→ **Exercise details**
Whenever a line in the records below holds the string "Serialize", copy it out.

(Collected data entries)
-=-=-=-=-

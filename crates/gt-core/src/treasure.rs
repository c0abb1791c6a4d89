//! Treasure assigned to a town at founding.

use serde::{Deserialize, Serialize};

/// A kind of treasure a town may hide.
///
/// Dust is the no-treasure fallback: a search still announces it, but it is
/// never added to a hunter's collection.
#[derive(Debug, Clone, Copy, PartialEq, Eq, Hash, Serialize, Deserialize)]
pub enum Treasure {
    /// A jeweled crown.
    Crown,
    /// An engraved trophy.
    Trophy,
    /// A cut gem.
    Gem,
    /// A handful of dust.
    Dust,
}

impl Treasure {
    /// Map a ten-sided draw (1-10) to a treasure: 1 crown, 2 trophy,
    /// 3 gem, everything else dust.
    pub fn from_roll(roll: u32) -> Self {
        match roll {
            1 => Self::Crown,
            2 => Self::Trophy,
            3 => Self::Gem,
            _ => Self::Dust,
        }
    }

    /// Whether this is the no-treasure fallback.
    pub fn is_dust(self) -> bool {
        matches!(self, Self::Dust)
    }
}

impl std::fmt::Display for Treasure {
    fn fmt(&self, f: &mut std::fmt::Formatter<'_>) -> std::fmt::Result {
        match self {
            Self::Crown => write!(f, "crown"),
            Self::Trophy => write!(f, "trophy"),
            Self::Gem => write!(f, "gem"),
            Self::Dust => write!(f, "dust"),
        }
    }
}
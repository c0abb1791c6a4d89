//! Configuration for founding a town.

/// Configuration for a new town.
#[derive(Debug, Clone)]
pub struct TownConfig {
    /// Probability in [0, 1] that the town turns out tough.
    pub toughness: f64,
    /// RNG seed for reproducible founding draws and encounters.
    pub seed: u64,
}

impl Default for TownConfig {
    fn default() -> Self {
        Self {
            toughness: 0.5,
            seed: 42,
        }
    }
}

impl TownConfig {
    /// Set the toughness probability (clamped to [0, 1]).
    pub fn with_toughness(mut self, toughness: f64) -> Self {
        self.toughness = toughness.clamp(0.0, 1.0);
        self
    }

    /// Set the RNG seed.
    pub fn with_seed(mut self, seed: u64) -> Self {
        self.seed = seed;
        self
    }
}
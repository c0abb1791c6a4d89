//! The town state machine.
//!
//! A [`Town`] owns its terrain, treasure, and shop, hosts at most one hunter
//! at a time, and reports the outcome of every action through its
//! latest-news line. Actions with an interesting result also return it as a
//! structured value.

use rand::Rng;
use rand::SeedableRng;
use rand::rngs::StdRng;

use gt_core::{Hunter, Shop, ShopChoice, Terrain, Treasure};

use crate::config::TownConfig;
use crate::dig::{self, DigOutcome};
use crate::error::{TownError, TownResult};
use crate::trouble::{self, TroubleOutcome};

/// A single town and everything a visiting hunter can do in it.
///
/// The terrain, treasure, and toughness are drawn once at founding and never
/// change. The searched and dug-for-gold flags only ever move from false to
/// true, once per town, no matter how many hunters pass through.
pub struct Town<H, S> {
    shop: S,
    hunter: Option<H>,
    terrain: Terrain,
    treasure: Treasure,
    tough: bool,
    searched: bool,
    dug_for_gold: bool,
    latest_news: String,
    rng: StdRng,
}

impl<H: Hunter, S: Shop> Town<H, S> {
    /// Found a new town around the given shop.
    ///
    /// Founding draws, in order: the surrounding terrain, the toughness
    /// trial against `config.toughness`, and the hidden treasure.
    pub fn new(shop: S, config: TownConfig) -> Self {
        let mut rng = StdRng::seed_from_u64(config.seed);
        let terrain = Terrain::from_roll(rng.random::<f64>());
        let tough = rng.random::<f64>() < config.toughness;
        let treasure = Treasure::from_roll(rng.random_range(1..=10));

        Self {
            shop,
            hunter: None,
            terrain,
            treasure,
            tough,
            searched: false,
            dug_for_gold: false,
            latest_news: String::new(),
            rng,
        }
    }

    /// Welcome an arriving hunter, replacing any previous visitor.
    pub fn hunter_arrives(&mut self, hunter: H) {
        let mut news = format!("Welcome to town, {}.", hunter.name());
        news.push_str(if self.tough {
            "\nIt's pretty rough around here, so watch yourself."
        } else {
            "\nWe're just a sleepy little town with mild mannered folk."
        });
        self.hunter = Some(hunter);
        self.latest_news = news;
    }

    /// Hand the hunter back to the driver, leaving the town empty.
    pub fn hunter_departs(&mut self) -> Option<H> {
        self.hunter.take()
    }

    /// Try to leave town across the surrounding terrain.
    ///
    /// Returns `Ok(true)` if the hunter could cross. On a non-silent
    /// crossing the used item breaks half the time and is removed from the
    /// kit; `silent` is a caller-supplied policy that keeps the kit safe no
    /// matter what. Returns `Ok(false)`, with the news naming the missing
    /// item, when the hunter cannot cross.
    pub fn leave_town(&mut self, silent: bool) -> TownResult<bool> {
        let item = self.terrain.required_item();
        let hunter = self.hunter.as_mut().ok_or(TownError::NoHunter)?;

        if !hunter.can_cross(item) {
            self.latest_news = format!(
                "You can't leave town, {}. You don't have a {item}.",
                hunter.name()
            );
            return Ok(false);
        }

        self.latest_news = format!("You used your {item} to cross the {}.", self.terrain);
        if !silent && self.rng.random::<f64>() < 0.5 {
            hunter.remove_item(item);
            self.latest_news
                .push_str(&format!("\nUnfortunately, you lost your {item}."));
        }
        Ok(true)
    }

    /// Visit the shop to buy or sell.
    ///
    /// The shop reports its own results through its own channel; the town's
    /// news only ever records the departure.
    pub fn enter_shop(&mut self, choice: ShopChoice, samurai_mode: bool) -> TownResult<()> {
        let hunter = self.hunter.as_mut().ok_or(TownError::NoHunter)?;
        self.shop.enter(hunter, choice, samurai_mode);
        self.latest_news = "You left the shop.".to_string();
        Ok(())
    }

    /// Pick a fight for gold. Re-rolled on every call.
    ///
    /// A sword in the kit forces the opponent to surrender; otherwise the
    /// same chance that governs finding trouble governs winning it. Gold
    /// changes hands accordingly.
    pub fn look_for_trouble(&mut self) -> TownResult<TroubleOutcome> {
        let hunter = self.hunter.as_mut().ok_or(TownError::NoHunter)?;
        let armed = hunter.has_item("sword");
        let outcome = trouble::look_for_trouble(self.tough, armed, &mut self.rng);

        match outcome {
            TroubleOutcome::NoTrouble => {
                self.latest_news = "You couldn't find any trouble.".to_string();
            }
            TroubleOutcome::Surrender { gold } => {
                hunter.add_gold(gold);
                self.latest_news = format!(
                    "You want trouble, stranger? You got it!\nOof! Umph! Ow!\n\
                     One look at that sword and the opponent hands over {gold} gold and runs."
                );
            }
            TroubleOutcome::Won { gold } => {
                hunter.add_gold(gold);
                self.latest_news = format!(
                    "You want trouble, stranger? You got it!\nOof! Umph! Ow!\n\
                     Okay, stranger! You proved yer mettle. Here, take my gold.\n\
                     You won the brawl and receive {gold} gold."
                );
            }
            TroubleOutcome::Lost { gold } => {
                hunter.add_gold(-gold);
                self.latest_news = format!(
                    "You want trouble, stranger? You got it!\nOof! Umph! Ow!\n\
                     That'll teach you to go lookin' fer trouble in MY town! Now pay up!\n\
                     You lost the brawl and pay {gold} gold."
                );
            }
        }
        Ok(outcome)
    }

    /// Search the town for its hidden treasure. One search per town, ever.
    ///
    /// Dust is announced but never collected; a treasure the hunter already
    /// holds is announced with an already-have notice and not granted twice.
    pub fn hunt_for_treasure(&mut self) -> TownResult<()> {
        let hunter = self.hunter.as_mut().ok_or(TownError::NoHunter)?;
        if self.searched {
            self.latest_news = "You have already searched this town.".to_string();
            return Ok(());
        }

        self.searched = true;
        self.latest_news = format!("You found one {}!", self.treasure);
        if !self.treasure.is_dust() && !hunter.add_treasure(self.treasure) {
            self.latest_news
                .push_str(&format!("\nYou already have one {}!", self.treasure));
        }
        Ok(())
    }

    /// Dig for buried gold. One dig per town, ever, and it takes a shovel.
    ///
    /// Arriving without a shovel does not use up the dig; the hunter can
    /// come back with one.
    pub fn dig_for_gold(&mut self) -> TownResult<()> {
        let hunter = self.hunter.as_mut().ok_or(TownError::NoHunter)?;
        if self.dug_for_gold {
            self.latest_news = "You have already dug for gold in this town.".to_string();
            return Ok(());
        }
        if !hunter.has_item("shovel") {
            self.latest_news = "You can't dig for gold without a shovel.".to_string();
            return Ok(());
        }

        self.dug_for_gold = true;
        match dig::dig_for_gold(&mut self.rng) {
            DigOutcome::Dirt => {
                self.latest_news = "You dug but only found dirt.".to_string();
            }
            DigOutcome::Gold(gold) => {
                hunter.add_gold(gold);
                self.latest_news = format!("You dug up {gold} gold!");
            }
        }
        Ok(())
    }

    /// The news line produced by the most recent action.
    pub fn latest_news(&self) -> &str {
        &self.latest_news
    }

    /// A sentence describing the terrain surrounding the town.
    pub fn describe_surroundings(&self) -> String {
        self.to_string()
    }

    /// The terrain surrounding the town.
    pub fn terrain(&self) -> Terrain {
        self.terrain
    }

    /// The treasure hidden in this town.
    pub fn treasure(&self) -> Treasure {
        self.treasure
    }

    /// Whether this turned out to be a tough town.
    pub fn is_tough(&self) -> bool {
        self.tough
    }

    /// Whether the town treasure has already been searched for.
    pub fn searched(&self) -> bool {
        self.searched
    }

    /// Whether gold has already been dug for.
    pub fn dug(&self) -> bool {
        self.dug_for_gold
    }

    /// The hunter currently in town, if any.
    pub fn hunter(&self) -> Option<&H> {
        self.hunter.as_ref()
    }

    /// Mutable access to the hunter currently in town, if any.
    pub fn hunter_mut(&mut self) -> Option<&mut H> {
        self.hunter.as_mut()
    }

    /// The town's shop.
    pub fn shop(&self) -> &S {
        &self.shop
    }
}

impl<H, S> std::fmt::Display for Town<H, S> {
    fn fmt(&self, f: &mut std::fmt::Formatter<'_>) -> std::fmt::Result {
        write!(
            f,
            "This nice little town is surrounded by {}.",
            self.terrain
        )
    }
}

-=-=-=-=-

→ **Result for this task**
use serde::{Deserialize, Serialize};
#[derive(Debug, Clone, Copy, PartialEq, Eq, Hash, Serialize, Deserialize)]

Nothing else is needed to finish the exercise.